I had decided against writing one, until I got an email from an actual person who read my blog:

Hi Mitchel. I saw your blog post about getting mu from mi. This problem has been driving me crazy. Everywhere online says that no number not divisible by three can be doubled and be divisible by three. Is this even true? What about 2^54. I believe is divisible by three. Hope you can help. - Andrew

Well now I have to write a post, don’t I? (Also there’s two L’s in my name but that’s fine. Spelling is made up anyway.)

So, as Andrew’s figured out, the key to the puzzle has something to do with the number of I’s in our word. We’re trying to get from MI to MU, but somehow we can’t get rid of all those pesky I’s! When I started this puzzle, I just wrote down some attempts:

MIU (Rule 1)
MIUIU (Rule 2)

MII (Rule 1)
MIIII (Rule 1)
MIU (Rule 3)
(We’ve seen this before!)

MII (Rule 1)
MIIII (Rule 1)
MIIIIIU (Rule 3)
MIIUU (Rule 3)
MII (Rule 4)

And so on. A couple things quickly become apparent. First of all, every word will always start with an M. That’s because we start with MI, and none of our rules change the first letter. Second, no other letters beside the first one will ever be an M.

Third, and most importantly, it seems really hard to get rid of all the I’s. If you play around with the rules long enough, you might start to suspect that it’s impossible. And indeed, that is what we’ll show.

The Proof

We want to show that

No matter how you apply the 4 production rules to MI, the result will always have an I in it.

This is the same as saying you can’t get from MI to MU, because MU doesn’t have an I in it.

Now, if you look at the examples above you’ll notice a pattern emerge. The number of I’s either doubles (Rule 1), or decreases by 3 (Rule 3). Rules 2 and 4 don’t affect the number of I’s. Since Rule 3 is the only way to get rid of I’s, we’ll need to figure out whether it’s possible to make the number of I’s a multiple of 3.
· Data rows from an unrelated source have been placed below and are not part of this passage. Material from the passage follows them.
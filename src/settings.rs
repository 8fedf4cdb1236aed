use anyhow::{Context, Result};
use serde::{Deserialize, Serialize};
use std::{
    fs,
    path::{Path, PathBuf},
    time::Duration,
};

pub const CONFIG_ENV_VAR: &str = "PAGEPULSE_CONFIG";
pub const DEBUG_ENV_VAR: &str = "PAGEPULSE_DEBUG";

#[derive(Debug, Clone, Serialize, Deserialize, PartialEq, Eq)]
#[serde(default)]
pub struct ServiceSettings {
    pub allocation_timeout_ms: u64,
    pub session_idle_ttl_secs: u64,
    pub sweep_interval_secs: u64,
    /// Used when `RUST_LOG` is unset.
    pub log_level: String,
}

impl Default for ServiceSettings {
    fn default() -> Self {
        Self {
            allocation_timeout_ms: 5_000,
            session_idle_ttl_secs: 30 * 60,
            sweep_interval_secs: 60,
            log_level: "info".into(),
        }
    }
}

impl ServiceSettings {
    /// Reads settings from `path`; a missing file yields the defaults.
    pub fn load(path: &Path) -> Result<Self> {
        if !path.exists() {
            return Ok(Self::default());
        }

        let contents = fs::read_to_string(path)
            .with_context(|| format!("Failed to read settings from {}", path.display()))?;
        serde_json::from_str(&contents)
            .with_context(|| format!("Malformed settings in {}", path.display()))
    }

    /// Loads from `PAGEPULSE_CONFIG` when set, then applies the debug toggle.
    pub fn from_env() -> Result<Self> {
        let mut settings = match std::env::var_os(CONFIG_ENV_VAR) {
            Some(path) => Self::load(&PathBuf::from(path))?,
            None => Self::default(),
        };

        let debug_mode = std::env::var(DEBUG_ENV_VAR)
            .map(|value| value == "1" || value.eq_ignore_ascii_case("true"))
            .unwrap_or(false);
        if debug_mode {
            settings.sweep_interval_secs = 1;
        }

        Ok(settings)
    }

    pub fn allocation_timeout(&self) -> Duration {
        Duration::from_millis(self.allocation_timeout_ms)
    }

    pub fn session_idle_ttl(&self) -> Duration {
        Duration::from_secs(self.session_idle_ttl_secs)
    }

    pub fn sweep_interval(&self) -> Duration {
        Duration::from_secs(self.sweep_interval_secs.max(1))
    }

    pub fn log_filter(&self) -> log::LevelFilter {
        self.log_level.parse().unwrap_or(log::LevelFilter::Info)
    }
}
I’ll claim this isn’t possible. Why? Because if you start with one I, then you can never get a multiple of three by any combination of doubling or subtracting 3. First, notice that subtracting 3 from a number will not change whether it is a multiple of 3. Second, notice that doubling a number will not change whether it is a multiple of 3. This is easier to see pictorally, so I made a short animation below. (You can refresh to restart.)

There are 3 disjoint cases. Either the number is divisible by 3, in which case doubling it gives us twice as many groups of 3. If the number is not divisible by 3, then it has either 1 or 2 left over. If it has 1 left over, then doubling that 1 gives us 2, which is not divisible by 3. If we have 2 left over, then doubling those 2 gives us 4, which is also not divisible by 3.
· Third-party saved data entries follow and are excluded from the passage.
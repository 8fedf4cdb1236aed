//! In-memory record store keyed by `(website URL, session id)`.
//!
//! All operations take the single store lock for their whole duration and do
//! no I/O while holding it. Merges against the same key are therefore
//! serialized and no reader ever observes a half-applied merge.

use std::{
    collections::HashMap,
    sync::{Mutex, MutexGuard},
};

use chrono::{DateTime, Utc};

use crate::{
    error::{Error, Result},
    models::{PartialRecord, Record, Resize, SessionKey},
};

#[derive(Default)]
pub struct KeyedStore {
    records: Mutex<HashMap<SessionKey, Record>>,
}

impl KeyedStore {
    pub fn new() -> Self {
        Self::default()
    }

    fn lock(&self) -> MutexGuard<'_, HashMap<SessionKey, Record>> {
        // Every mutation completes before the guard drops, so a poisoned map is still consistent.
        match self.records.lock() {
            Ok(guard) => guard,
            Err(poisoned) => poisoned.into_inner(),
        }
    }

    /// Snapshot of the record at the key, if any.
    pub fn get(&self, website_url: &str, session_id: &str) -> Option<Record> {
        self.lock()
            .get(&SessionKey::new(website_url, session_id))
            .cloned()
    }

    pub fn contains(&self, website_url: &str, session_id: &str) -> bool {
        self.lock()
            .contains_key(&SessionKey::new(website_url, session_id))
    }

    /// Inserts a bare record, replacing whatever was stored at the key.
    pub fn create(&self, website_url: &str, session_id: &str) -> Record {
        let record = Record::new(website_url, session_id, Utc::now());
        self.lock().insert(record.key(), record.clone());
        record
    }

    /// Like [`KeyedStore::create`] but refuses to replace an existing record.
    pub fn create_new(&self, website_url: &str, session_id: &str) -> Result<Record> {
        let mut records = self.lock();
        let key = SessionKey::new(website_url, session_id);
        if records.contains_key(&key) {
            return Err(Error::already_exists(website_url, session_id));
        }

        let record = Record::new(website_url, session_id, Utc::now());
        records.insert(key, record.clone());
        Ok(record)
    }

    /// Folds `partial` into the stored record without overwriting data it already holds:
    ///
    /// - the resize pair is taken only if the record has none and `partial` has both ends complete
    /// - form completion time is taken only if the record still has zero and the new value is positive
    /// - copy/paste field ids are unioned in
    ///
    /// Returns the record as it is stored after the merge. A missing `partial`
    /// is rejected before the key is looked up.
    pub fn merge(
        &self,
        website_url: &str,
        session_id: &str,
        partial: Option<&PartialRecord>,
    ) -> Result<Record> {
        let partial = partial
            .ok_or_else(|| Error::InvalidArgument("missing partial record".to_string()))?;

        let mut records = self.lock();
        let record = records
            .get_mut(&SessionKey::new(website_url, session_id))
            .ok_or_else(|| Error::not_found(website_url, session_id))?;

        if record.resize.is_none() {
            if let Some((from, to)) = partial.complete_resize() {
                record.resize = Some(Resize {
                    from: from.clone(),
                    to: to.clone(),
                });
            }
        }

        if record.form_completion_time_secs == 0 && partial.form_completion_time_secs > 0 {
            record.form_completion_time_secs = partial.form_completion_time_secs;
        }

        for field in &partial.copy_paste_fields {
            if !record.copy_paste_fields.contains(field) {
                record.copy_paste_fields.insert(field.clone());
            }
        }

        record.updated_at = Utc::now();
        Ok(record.clone())
    }

    pub fn remove(&self, website_url: &str, session_id: &str) -> Option<Record> {
        self.lock()
            .remove(&SessionKey::new(website_url, session_id))
    }

    /// Drops every record not touched since `cutoff` and hands them back.
    pub fn evict_idle(&self, cutoff: DateTime<Utc>) -> Vec<Record> {
        let mut records = self.lock();
        let stale: Vec<SessionKey> = records
            .iter()
            .filter(|(_, record)| record.updated_at < cutoff)
            .map(|(key, _)| key.clone())
            .collect();

        stale
            .into_iter()
            .filter_map(|key| records.remove(&key))
            .collect()
    }

    pub fn len(&self) -> usize {
        self.lock().len()
    }

    pub fn is_empty(&self) -> bool {
        self.len() == 0
    }
}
More mathematically, say we have some number \(m\). Then

If \(m = 3n\) then \(2m = 2(3n) = 3(2n)\)
If \(m = 3n + 1\) then \(2m = 2(3n + 1) = 3(2n) + 2\)
If \(m = 3n + 2\) then \(2m = 2(3n + 2) = 3(2n+1) + 1\)

So if a number is divisible by 3, it will still be divisible by 3 after doubling. If a number is not divisble by 3, it will still not be divisible by 3 after doubling. This means no matter how many times we apply Rule 1, we’ll never have the right number of I’s to get rid of all of them with Rule 3.


Andrew, however, seems to have some doubts about this proof. Specifically, what about 2^54? Sure, the proof seems unassailable. But most proofs do until you prove them wrong. Can we be sure that it’s the same even if we multiply a huge number of times? You’ve never seen someone calculate 2^54 have you?

Well, fortunately we have computers to crunch these big calculations for us. In fact, 2^54 isn’t that big; you only need a 54 bit integer to represent it in binary. Most computers use 64 bits by default, but obviously if you’re clever you can handle much bigger numbers.

Anyway, if we use the proof above, we would predict that 2^54 should have exactly one remainder when divided by 3. This is because each time you multiply by two, you flip flop between having one remainder and having two remainders.

And indeed, if you use this big decimal calculator you can see that 2^54 = (6004799503160661 * 3) + 1. If you don’t believe me, feel free to write it out.